-- Exercise inputs follows --

//! Channel registry, named-event broadcast and change-feed subscriptions.

use std::sync::Arc;
use std::sync::atomic::{AtomicBool, AtomicU64, Ordering};

use chrono::{DateTime, Utc};
use common::{RestaurantId, SessionId, StaffId};
use dashmap::DashMap;
use domain::{DomainEvent, OrderEvent};
use order_store::{ChangeFeed, ChangeFilter, RowChange};
use serde::{Deserialize, Serialize};
use serde_json::Value;
use tokio::sync::broadcast::{self, error::RecvError};
use tokio_util::sync::CancellationToken;

use crate::Channel;

/// Default per-channel buffer.
const DEFAULT_CHANNEL_CAPACITY: usize = 256;

#[derive(Debug, Clone)]
pub struct RealtimeConfig {
    /// Messages buffered per channel before slow subscribers start lagging.
    pub channel_capacity: usize,
}

impl Default for RealtimeConfig {
    fn default() -> Self {
        Self {
            channel_capacity: DEFAULT_CHANNEL_CAPACITY,
        }
    }
}

/// A named event broadcast on one channel.
#[derive(Debug, Clone, PartialEq, Serialize, Deserialize)]
pub struct RealtimeEvent {
    pub channel: String,
    pub event: String,
    pub payload: Value,
    pub sent_at: DateTime<Utc>,
}

pub type EventCallback = Arc<dyn Fn(&RealtimeEvent) + Send + Sync>;
pub type ChangeCallback = Arc<dyn Fn(&RowChange) + Send + Sync>;

/// Callbacks invoked for a subscription. Without `on_change` the
/// subscription does not listen to the change feed at all.
#[derive(Clone, Default)]
pub struct Handlers {
    on_event: Option<EventCallback>,
    on_change: Option<ChangeCallback>,
}

impl Handlers {
    pub fn new() -> Self {
        Self::default()
    }

    pub fn on_event(mut self, f: impl Fn(&RealtimeEvent) + Send + Sync + 'static) -> Self {
        self.on_event = Some(Arc::new(f));
        self
    }

    pub fn on_change(mut self, f: impl Fn(&RowChange) + Send + Sync + 'static) -> Self {
        self.on_change = Some(Arc::new(f));
        self
    }
}

struct Registration {
    id: u64,
    active: Arc<AtomicBool>,
    token: CancellationToken,
}

impl Registration {
    fn deactivate(&self) {
        self.active.store(false, Ordering::SeqCst);
        self.token.cancel();
    }
}

type Registry = DashMap<String, Registration>;
type Topics = DashMap<String, broadcast::Sender<RealtimeEvent>>;

/// Drops a channel's sender once nobody listens to it anymore.
fn prune_topic(topics: &Topics, name: &str) {
    topics.remove_if(name, |_, sender| sender.receiver_count() == 0);
}

/// Handle to one open subscription.
#[derive(Clone)]
pub struct SubscriptionHandle {
    channel: String,
    id: u64,
    active: Arc<AtomicBool>,
    token: CancellationToken,
    registry: Arc<Registry>,
}

impl SubscriptionHandle {
    pub fn channel(&self) -> &str {
        &self.channel
    }

    pub fn is_active(&self) -> bool {
        self.active.load(Ordering::SeqCst)
    }

    /// Stops handler invocations for this subscription.
    ///
    /// Safe to call repeatedly and after the channel was re-subscribed;
    /// a newer subscription on the same channel is left untouched.
    pub fn unsubscribe(&self) {
        self.active.store(false, Ordering::SeqCst);
        self.token.cancel();
        self.registry
            .remove_if(&self.channel, |_, registration| registration.id == self.id);
    }
}

impl std::fmt::Debug for SubscriptionHandle {
    fn fmt(&self, f: &mut std::fmt::Formatter<'_>) -> std::fmt::Result {
        f.debug_struct("SubscriptionHandle")
            .field("channel", &self.channel)
            .field("id", &self.id)
            .field("active", &self.is_active())
            .finish()
    }
}

/// Registry of realtime channels and their subscriptions.
///
/// Each hub is independent; dropping it does not stop running
/// subscriptions, call [`RealtimeHub::close`] for that.
#[derive(Clone)]
pub struct RealtimeHub {
    config: RealtimeConfig,
    topics: Arc<Topics>,
    registry: Arc<Registry>,
    changes: ChangeFeed,
    next_id: Arc<AtomicU64>,
}

impl RealtimeHub {
    pub fn new(config: RealtimeConfig, changes: ChangeFeed) -> Self {
        Self {
            config,
            topics: Arc::new(DashMap::new()),
            registry: Arc::new(DashMap::new()),
            changes,
            next_id: Arc::new(AtomicU64::new(1)),
        }
    }

    pub fn changes(&self) -> &ChangeFeed {
        &self.changes
    }

    /// Subscribes under the entry lock so pruning never orphans a receiver.
    fn subscribe_topic(&self, name: &str) -> broadcast::Receiver<RealtimeEvent> {
        self.topics
            .entry(name.to_string())
            .or_insert_with(|| broadcast::channel(self.config.channel_capacity.max(1)).0)
            .subscribe()
    }

    /// Returns a raw receiver for a channel's named events, for stream bridges.
    ///
    /// The channel lives while at least one receiver exists.
    pub fn receiver(&self, channel: &Channel) -> broadcast::Receiver<RealtimeEvent> {
        self.subscribe_topic(&channel.name())
    }

    /// Number of channels that currently have listeners.
    pub fn channel_count(&self) -> usize {
        self.topics.len()
    }

    pub fn subscribe_session(&self, session_id: SessionId, handlers: Handlers) -> SubscriptionHandle {
        self.subscribe(Channel::Session(session_id), handlers)
    }

    pub fn subscribe_staff(&self, staff_id: StaffId, handlers: Handlers) -> SubscriptionHandle {
        self.subscribe(Channel::Staff(staff_id), handlers)
    }

    pub fn subscribe_restaurant(
        &self,
        restaurant_id: RestaurantId,
        handlers: Handlers,
    ) -> SubscriptionHandle {
        self.subscribe(Channel::Restaurant(restaurant_id), handlers)
    }

    /// Subscribes with the channel's default change filter.
    pub fn subscribe(&self, channel: Channel, handlers: Handlers) -> SubscriptionHandle {
        let filter = channel.default_filter();
        self.subscribe_filtered(channel, filter, handlers)
    }

    /// Subscribes to a channel, replacing any open subscription on it.
    ///
    /// Must be called from within a Tokio runtime.
    pub fn subscribe_filtered(
        &self,
        channel: Channel,
        filter: ChangeFilter,
        handlers: Handlers,
    ) -> SubscriptionHandle {
        let name = channel.name();
        let id = self.next_id.fetch_add(1, Ordering::SeqCst);
        let active = Arc::new(AtomicBool::new(true));
        let token = CancellationToken::new();

        let events = self.subscribe_topic(&name);
        let changes = handlers.on_change.as_ref().map(|_| self.changes.subscribe());

        let previous = self.registry.insert(
            name.clone(),
            Registration {
                id,
                active: active.clone(),
                token: token.clone(),
            },
        );
        if let Some(previous) = previous {
            tracing::debug!(channel = %name, "Replacing existing subscription");
            previous.deactivate();
        }

        tokio::spawn(run_subscription(
            name.clone(),
            events,
            changes,
            filter,
            handlers,
            active.clone(),
            token.clone(),
            self.topics.clone(),
        ));

        tracing::debug!(channel = %name, subscription_id = id, "Subscribed");

        SubscriptionHandle {
            channel: name,
            id,
            active,
            token,
            registry: self.registry.clone(),
        }
    }

    /// Broadcasts a named event. Returns how many receivers it reached.
    ///
    /// Channels nobody listens to are skipped without being created.
    pub fn broadcast(&self, channel: &Channel, event: &str, payload: Value) -> usize {
        let name = channel.name();
        let delivered = match self.topics.get(&name) {
            Some(sender) => sender.send(RealtimeEvent {
                channel: name.clone(),
                event: event.to_string(),
                payload,
                sent_at: Utc::now(),
            }),
            None => return 0,
        };
        match delivered {
            Ok(receivers) => {
                metrics::counter!("realtime_messages_published_total").increment(1);
                receivers
            }
            Err(_) => {
                prune_topic(&self.topics, &name);
                0
            }
        }
    }

    /// Publishes an order event to the restaurant channel, the session
    /// channel (if any) and the channel of every staff member involved.
    pub fn publish_event(&self, event: &OrderEvent) -> usize {
        let payload = match serde_json::to_value(event) {
            Ok(payload) => payload,
            Err(e) => {
                tracing::warn!(event_type = event.event_type(), error = %e, "Failed to encode realtime event");
                return 0;
            }
        };

        let mut channels = vec![Channel::Restaurant(event.restaurant_id())];
        if let Some(session_id) = event.session_id() {
            channels.push(Channel::Session(session_id));
        }
        channels.extend(event.staff_ids().into_iter().map(Channel::Staff));

        channels
            .iter()
            .map(|channel| self.broadcast(channel, event.event_type(), payload.clone()))
            .sum()
    }

    pub fn is_subscribed(&self, channel: &Channel) -> bool {
        self.registry.contains_key(&channel.name())
    }

    pub fn subscription_count(&self) -> usize {
        self.registry.len()
    }

    /// Tears down every open subscription.
    pub fn unsubscribe_all(&self) {
        let count = self.registry.len();
        self.registry.retain(|_, registration| {
            registration.deactivate();
            false
        });
        tracing::debug!(count, "Unsubscribed all channels");
    }

    /// Tears down every subscription and drops all channels.
    pub fn close(&self) {
        self.unsubscribe_all();
        self.topics.clear();
    }
}

async fn run_subscription(
    channel: String,
    mut events: broadcast::Receiver<RealtimeEvent>,
    mut changes: Option<broadcast::Receiver<RowChange>>,
    filter: ChangeFilter,
    handlers: Handlers,
    active: Arc<AtomicBool>,
    token: CancellationToken,
    topics: Arc<Topics>,
) {
    loop {
        tokio::select! {
            biased;

            _ = token.cancelled() => break,

            received = events.recv() => match received {
                Ok(event) => {
                    if !active.load(Ordering::SeqCst) {
                        break;
                    }
                    if let Some(on_event) = &handlers.on_event {
                        on_event(&event);
                    }
                }
                Err(RecvError::Lagged(skipped)) => {
                    tracing::warn!(%channel, skipped, "Subscriber lagged behind channel");
                }
                Err(RecvError::Closed) => break,
            },

            received = next_change(&mut changes) => match received {
                Ok(change) => {
                    if !active.load(Ordering::SeqCst) {
                        break;
                    }
                    if filter.matches(&change) {
                        if let Some(on_change) = &handlers.on_change {
                            on_change(&change);
                        }
                    }
                }
                Err(RecvError::Lagged(skipped)) => {
                    tracing::warn!(%channel, skipped, "Subscriber lagged behind change feed");
                }
                Err(RecvError::Closed) => changes = None,
            },
        }
    }
    drop(events);
    prune_topic(&topics, &channel);
    tracing::debug!(%channel, "Subscription stopped");
}

async fn next_change(
    changes: &mut Option<broadcast::Receiver<RowChange>>,
) -> Result<RowChange, RecvError> {
    match changes {
        Some(rx) => rx.recv().await,
        None => std::future::pending().await,
    }
}

#[cfg(test)]
mod tests {
    use super::*;

    fn hub() -> RealtimeHub {
        RealtimeHub::new(RealtimeConfig::default(), ChangeFeed::new(16))
    }

    #[tokio::test]
    async fn resubscribe_replaces_registration() {
        let hub = hub();
        let restaurant = RestaurantId::new();
        let first = hub.subscribe_restaurant(restaurant, Handlers::new());
        let second = hub.subscribe_restaurant(restaurant, Handlers::new());

        assert!(!first.is_active());
        assert!(second.is_active());
        assert_eq!(hub.subscription_count(), 1);

        // Unsubscribing the stale handle leaves the replacement registered.
        first.unsubscribe();
        assert!(hub.is_subscribed(&Channel::Restaurant(restaurant)));

        second.unsubscribe();
        second.unsubscribe();
        assert_eq!(hub.subscription_count(), 0);
    }

    #[tokio::test]
    async fn broadcast_without_subscribers() {
        let hub = hub();
        assert_eq!(
            hub.broadcast(&Channel::Staff(StaffId::new()), "ping", Value::Null),
            0
        );
    }

    #[tokio::test]
    async fn unheard_channels_are_not_retained() {
        let hub = hub();
        for _ in 0..1_000 {
            hub.broadcast(&Channel::Session(SessionId::new()), "order_created", Value::Null);
        }
        assert_eq!(hub.channel_count(), 0);
    }

    #[tokio::test]
    async fn dropped_receiver_channel_is_pruned_on_next_broadcast() {
        let hub = hub();
        let channel = Channel::Session(SessionId::new());
        let rx = hub.receiver(&channel);
        assert_eq!(hub.broadcast(&channel, "order_created", Value::Null), 1);
        assert_eq!(hub.channel_count(), 1);

        drop(rx);
        assert_eq!(hub.broadcast(&channel, "order_assigned", Value::Null), 0);
        assert_eq!(hub.channel_count(), 0);
    }

    #[tokio::test]
    async fn unsubscribed_channel_is_released() {
        let hub = hub();
        let handle = hub.subscribe_staff(StaffId::new(), Handlers::new());
        assert_eq!(hub.channel_count(), 1);

        handle.unsubscribe();
        for _ in 0..100 {
            if hub.channel_count() == 0 {
                break;
            }
            tokio::task::yield_now().await;
        }
        assert_eq!(hub.channel_count(), 0);
    }

    #[tokio::test]
    async fn unsubscribe_all_clears_registry() {
        let hub = hub();
        let a = hub.subscribe_session(SessionId::new(), Handlers::new());
        let b = hub.subscribe_staff(StaffId::new(), Handlers::new());
        hub.unsubscribe_all();

        assert_eq!(hub.subscription_count(), 0);
        assert!(!a.is_active());
        assert!(!b.is_active());
    }

    #[tokio::test]
    async fn receiver_sees_broadcasts_in_order() {
        let hub = hub();
        let channel = Channel::Restaurant(RestaurantId::new());
        let mut rx = hub.receiver(&channel);
        hub.broadcast(&channel, "first", Value::from(1));
        hub.broadcast(&channel, "second", Value::from(2));

        assert_eq!(rx.recv().await.unwrap().event, "first");
        assert_eq!(rx.recv().await.unwrap().event, "second");
    }
}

-- Exercise inputs concluded --

Aim of the exercise |
Once you have counted the lines of the records holding the string "break", state that number with no other words.

Task answer |
5